Der Zeitung wird auch vorgeworfen, in ihrer Aiwanger-Berichterstattung zu wertend gewesen zu sein.
An diesem Punkt ist etwas dran. Die Berichterstattung enthält ein bestimmtes Framing, die Haltung der Autoren wird sehr deutlich. Auf der "Seite Drei" halte ich solche Meinungsäußerungen für verzeihlich, denn dafür ist die Seite bekannt. Problematischer ist das allerdings auf der Titelseite. Auch dort hat die Zeitung ihren Beitrag zu Aiwanger nicht auf Tatsachen beschränkt, sondern Meinung einfließen lassen. Juristisch ist das zwar in Ordnung, journalistisch könnte es allerdings ein Vergehen sein. Das muss der Presserat entscheiden.
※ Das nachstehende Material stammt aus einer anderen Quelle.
fn describe_capabilities() -> Result<ToolResult, StructuredError> {
    let mut tools = Map::new();
    for def in definitions() {
        let mut params: Vec<Value> = def
            .params
            .iter()
            .map(|p| {
                json!({
                    "name": p.name,
                    "type": p.kind.json_type(),
                    "description": p.description,
                })
            })
            .collect();
        params.sort_by(|a, b| a["name"].as_str().cmp(&b["name"].as_str()));
        tools.insert(
            def.name.to_string(),
            json!({
                "dispatch_param": def.discriminator,
                "modes": def.modes,
                "params": params,
                "description": def.description,
            }),
        );
    }
    Ok(ToolResult::json(
        &format!("{} tools", tools.len()),
        &json!({
            "version": VERSION,
            "protocol_version": LATEST_PROTOCOL_VERSION,
            "tools": tools,
        }),
    ))
}

#[cfg(test)]
mod tests {
    use super::*;
    use crate::capture::LogEntry;
    use crate::mcp::ErrorCode;
    use crate::tools::test_support::{args, ctx, daemon, payload};

    #[test]
    fn health_reports_version_and_buffers() {
        let daemon = daemon();
        let data = payload(&handle(ctx(&daemon), &args(json!({"action": "health"}))).unwrap());
        assert_eq!(data["status"], "ok");
        assert_eq!(data["buffers"]["logs"], 0);
        assert_eq!(data["extension"]["connected"], false);
    }

    #[test]
    fn clear_single_buffer_and_all() {
        let daemon = daemon();
        daemon
            .capture
            .add_logs(vec![LogEntry::from(json!({"level": "info"}))]);
        daemon.capture.add_vitals(vec![Default::default()]);

        let data = payload(
            &handle(ctx(&daemon), &args(json!({"action": "clear", "buffer": "logs"}))).unwrap(),
        );
        assert_eq!(data["cleared"], json!(["logs"]));
        assert_eq!(data["buffers"]["logs"], 0);
        assert_eq!(data["buffers"]["vitals"], 1);

        let data = payload(&handle(ctx(&daemon), &args(json!({"action": "clear"}))).unwrap());
        assert_eq!(data["entries_removed"], 1);
        assert_eq!(data["buffers"]["vitals"], 0);
    }

    #[test]
    fn clear_unknown_buffer_lists_valid_values() {
        let daemon = daemon();
        let err = handle(
            ctx(&daemon),
            &args(json!({"action": "clear", "buffer": "cookies"})),
        )
        .unwrap_err();
        assert_eq!(err.error, ErrorCode::UnknownMode);
        assert!(err.hint.unwrap().contains("extension_logs"));
    }

    #[test]
    fn telemetry_sets_default_mode() {
        let daemon = daemon();
        let data = payload(
            &handle(
                ctx(&daemon),
                &args(json!({"action": "telemetry", "telemetry_mode": "full"})),
            )
            .unwrap(),
        );
        assert_eq!(data["telemetry_mode"], "full");
        assert_eq!(data["previous"], "auto");
        assert_eq!(daemon.telemetry.default_mode(), TelemetryMode::Full);

        let err = handle(
            ctx(&daemon),
            &args(json!({"action": "telemetry", "telemetry_mode": "loud"})),
        )
        .unwrap_err();
        assert_eq!(err.error, ErrorCode::UnknownMode);
    }

    #[test]
    fn audit_log_filters_by_client_and_clears() {
        use crate::diagnostics::audit::{AuditEntry, AuditOutcome};
        use std::time::Duration;

        let daemon = daemon();
        for (client, tool) in [("a", "observe"), ("b", "analyze"), ("a", "configure")] {
            daemon.audit.record(AuditEntry::new(
                client,
                tool,
                AuditOutcome::Ok,
                Duration::from_millis(1),
            ));
        }

        let data = payload(
            &handle(
                ctx(&daemon),
                &args(json!({"action": "audit_log", "client_id": "a"})),
            )
            .unwrap(),
        );
        assert_eq!(data["count"], 2);
        assert_eq!(data["total_recorded"], 3);
        assert_eq!(data["entries"][1]["tool"], "configure");

        let data = payload(
            &handle(ctx(&daemon), &args(json!({"action": "audit_log", "limit": 1}))).unwrap(),
        );
        assert_eq!(data["entries"][0]["client_id"], "a");
        assert_eq!(data["count"], 1);

        let err = handle(ctx(&daemon), &args(json!({"action": "audit_log", "limit": 0})))
            .unwrap_err();
        assert_eq!(err.error, ErrorCode::InvalidParam);

        let data = payload(
            &handle(
                ctx(&daemon),
                &args(json!({"action": "audit_log", "operation": "clear"})),
            )
            .unwrap(),
        );
        assert_eq!(data["cleared"], 3);
        assert!(daemon.audit.is_empty());
    }

    #[test]
    fn noise_rules_hide_matching_logs_until_removed() {
        use crate::tools::observe;

        let daemon = daemon();
        daemon.capture.add_logs(vec![
            LogEntry::from(json!({"level": "info", "message": "[HMR] connected"})),
            LogEntry::from(json!({"level": "error", "message": "TypeError: x is undefined"})),
        ]);
        let logs = |daemon: &crate::daemon::Daemon| {
            payload(&observe::handle(ctx(daemon), &args(json!({"what": "logs"}))).unwrap())
        };
        assert_eq!(logs(&daemon)["metadata"]["count"], 2);

        let added = payload(
            &handle(
                ctx(&daemon),
                &args(json!({"action": "noise_rule", "noise_action": "add",
                             "classification": "framework", "message_regex": "^\\[HMR\\]"})),
            )
            .unwrap(),
        );
        let rule_id = added["rule_id"].as_str().unwrap().to_string();
        assert_eq!(logs(&daemon)["metadata"]["count"], 1);

        let listed = payload(&handle(ctx(&daemon), &args(json!({"action": "noise_rule"}))).unwrap());
        assert_eq!(listed["rules"][0]["classification"], "framework");
        assert_eq!(listed["statistics"]["total_filtered"], 1);

        handle(
            ctx(&daemon),
            &args(json!({"action": "noise_rule", "noise_action": "remove", "rule_id": rule_id})),
        )
        .unwrap();
        assert_eq!(logs(&daemon)["metadata"]["count"], 2);
    }

    #[test]
    fn noise_rule_errors_name_the_bad_parameter() {
        let daemon = daemon();
        let err = handle(
            ctx(&daemon),
            &args(json!({"action": "noise_rule", "noise_action": "add", "url_regex": "("})),
        )
        .unwrap_err();
        assert_eq!(err.error, ErrorCode::InvalidParam);
        assert_eq!(err.param.as_deref(), Some("url_regex"));

        let err = handle(
            ctx(&daemon),
            &args(json!({"action": "noise_rule", "noise_action": "remove"})),
        )
        .unwrap_err();
        assert_eq!(err.error, ErrorCode::MissingParam);

        let err = handle(
            ctx(&daemon),
            &args(json!({"action": "noise_rule", "noise_action": "remove", "rule_id": "user_9"})),
        )
        .unwrap_err();
        assert_eq!(err.param.as_deref(), Some("rule_id"));

        let err = handle(
            ctx(&daemon),
            &args(json!({"action": "noise_rule", "noise_action": "mute"})),
        )
        .unwrap_err();
        assert_eq!(err.error, ErrorCode::UnknownMode);
    }

    #[test]
    fn describe_capabilities_lists_every_tool() {
        let daemon = daemon();
        let data = payload(
            &handle(ctx(&daemon), &args(json!({"action": "describe_capabilities"}))).unwrap(),
        );
        assert_eq!(data["protocol_version"], LATEST_PROTOCOL_VERSION);
        let tools = data["tools"].as_object().unwrap();
        assert_eq!(tools.len(), 5);
        assert_eq!(tools["observe"]["dispatch_param"], "what");

        let configure = &tools["configure"];
        assert!(configure["modes"]
            .as_array()
            .unwrap()
            .contains(&json!("describe_capabilities")));
        let names: Vec<&str> = configure["params"]
            .as_array()
            .unwrap()
            .iter()
            .map(|p| p["name"].as_str().unwrap())
            .collect();
        let mut sorted = names.clone();
        sorted.sort_unstable();
        assert_eq!(names, sorted);
        assert!(names.contains(&"rule_id"));
    }
}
Aiwanger selbst spricht von "Schmutzkampagnen" gegen ihn, Mitglieder der Freien Wähler unterstellen der Zeitung "Diffamierungsversuche und Spekulationen". Könnte der Politiker gegen die Berichterstattung vorgehen?
Zunächst einmal ist es völlig verständlich, dass er anderer Auffassung ist und seine Reputation verbal verteidigt. Natürlich könnte er auch versuchen, das auf Basis seines Persönlichkeitsrechts juristisch zu tun. Er müsste vorbringen, dass es hier um eine unwahre Tatsachenbehauptung geht. Noch wissen wir es nicht endgültig, wir haben nur Ansatzpunkte und Indizien. Möglicherweise kommen in einem Gerichtsprozess noch andere Tatsachen ans Licht. Allerdings würden viele Gerichte zum jetzigen Zeitpunkt die gleiche Abwägung vornehmen, die ich vorgenommen habe. Zu diesem Zeitpunkt glaube ich nicht, dass Herr Aiwanger vor Gericht eine Chance hätte, zu gewinnen.